CVE-2023-43494: 
Java vulnerability analysis and mitigation

CVE-2023-43494 is a security vulnerability discovered in Jenkins, affecting versions 2.50 through 2.423 and LTS versions 2.60.1 through 2.414.1. The vulnerability was disclosed on September 20, 2023, and allows attackers with Item/Read permission to obtain values of sensitive build variables by exploiting the build history widget's search functionality (Jenkins Advisory, OSS Security).

The vulnerability exists in Jenkins' build history widget search functionality, which allows filtering builds by specifying expressions that search through build names, descriptions, and parameter values. The core issue is that sensitive build variables, including password parameter values, were not excluded from this search capability. This allows attackers to discover sensitive values through an iterative process of testing different characters until the correct sequence is found. The vulnerability has been assigned a CVSS v3.1 base score of 4.3 (MEDIUM) with the vector string CVSS:3.1/AV:N/AC:L/PR:L/UI:N/S:U/C:L/I:N/A:N (NVD).
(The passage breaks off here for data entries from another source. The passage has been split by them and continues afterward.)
//! Dense scan of one scaled template over a frame, per match mode.

use crate::image::{FrameSet, Rect};
use crate::kernel::{Kernel, Peak, PlaneInput, ScanWindow, ScoreMap};
use crate::search::MatchMode;
use crate::template::{ChannelPlan, ScaledTemplate};
use crate::util::EngineResult;

/// Best placement of `tpl` inside `frames` (or inside `search`).
///
/// Returns `Ok(None)` when the template does not fit the search area.
pub(crate) fn score_template<K: Kernel>(
    frames: &FrameSet,
    tpl: &ScaledTemplate,
    mode: MatchMode,
    search: Option<Rect>,
    min_var_i: f32,
) -> EngineResult<Option<Peak>> {
    let Some(window) = ScanWindow::for_template(
        frames.width(),
        frames.height(),
        tpl.width(),
        tpl.height(),
        search,
    ) else {
        return Ok(None);
    };

    let map = match mode {
        MatchMode::Gray => {
            let input = PlaneInput {
                view: frames.gray().view(),
                integral: frames.gray_integral(),
            };
            K::zncc_map(&[input], tpl.gray_plan(), window, min_var_i)?
        }
        MatchMode::Color => {
            K::zncc_map(&channel_inputs(frames), tpl.color_plan(), window, min_var_i)?
        }
        MatchMode::StrictColor => {
            let inputs = channel_inputs(frames);
            let maps = tpl
                .channel_plans()
                .iter()
                .zip(inputs.iter())
                .map(|(plan, input)| match plan {
                    ChannelPlan::Textured(plan) => {
                        K::zncc_map(std::slice::from_ref(input), plan, window, min_var_i)
                    }
                    ChannelPlan::Flat { mean } => {
                        K::flat_map(input, *mean, tpl.width(), tpl.height(), window)
                    }
                })
                .collect::<EngineResult<Vec<ScoreMap>>>()?;
            ScoreMap::mean(&maps)?
        }
    };
    Ok(map.argmax())
}

fn channel_inputs(frames: &FrameSet) -> [PlaneInput<'_>; 3] {
    let planes = frames.channels();
    let integrals = frames.channel_integrals();
    [0, 1, 2].map(|c| PlaneInput {
        view: planes[c].view(),
        integral: &integrals[c],
    })
}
The vulnerability enables attackers with Item/Read permission to extract sensitive information from build variables, such as password parameters, by using an iterative character-testing approach through the build history widget's search functionality. This could lead to the unauthorized disclosure of sensitive credentials or configuration data stored in build variables (Jenkins Advisory).

The vulnerability has been fixed in Jenkins 2.424 and LTS 2.414.2, which exclude sensitive variables from the build history widget search functionality. Users are strongly advised to upgrade to these versions or later to address the vulnerability. No alternative workarounds have been provided (Jenkins Advisory).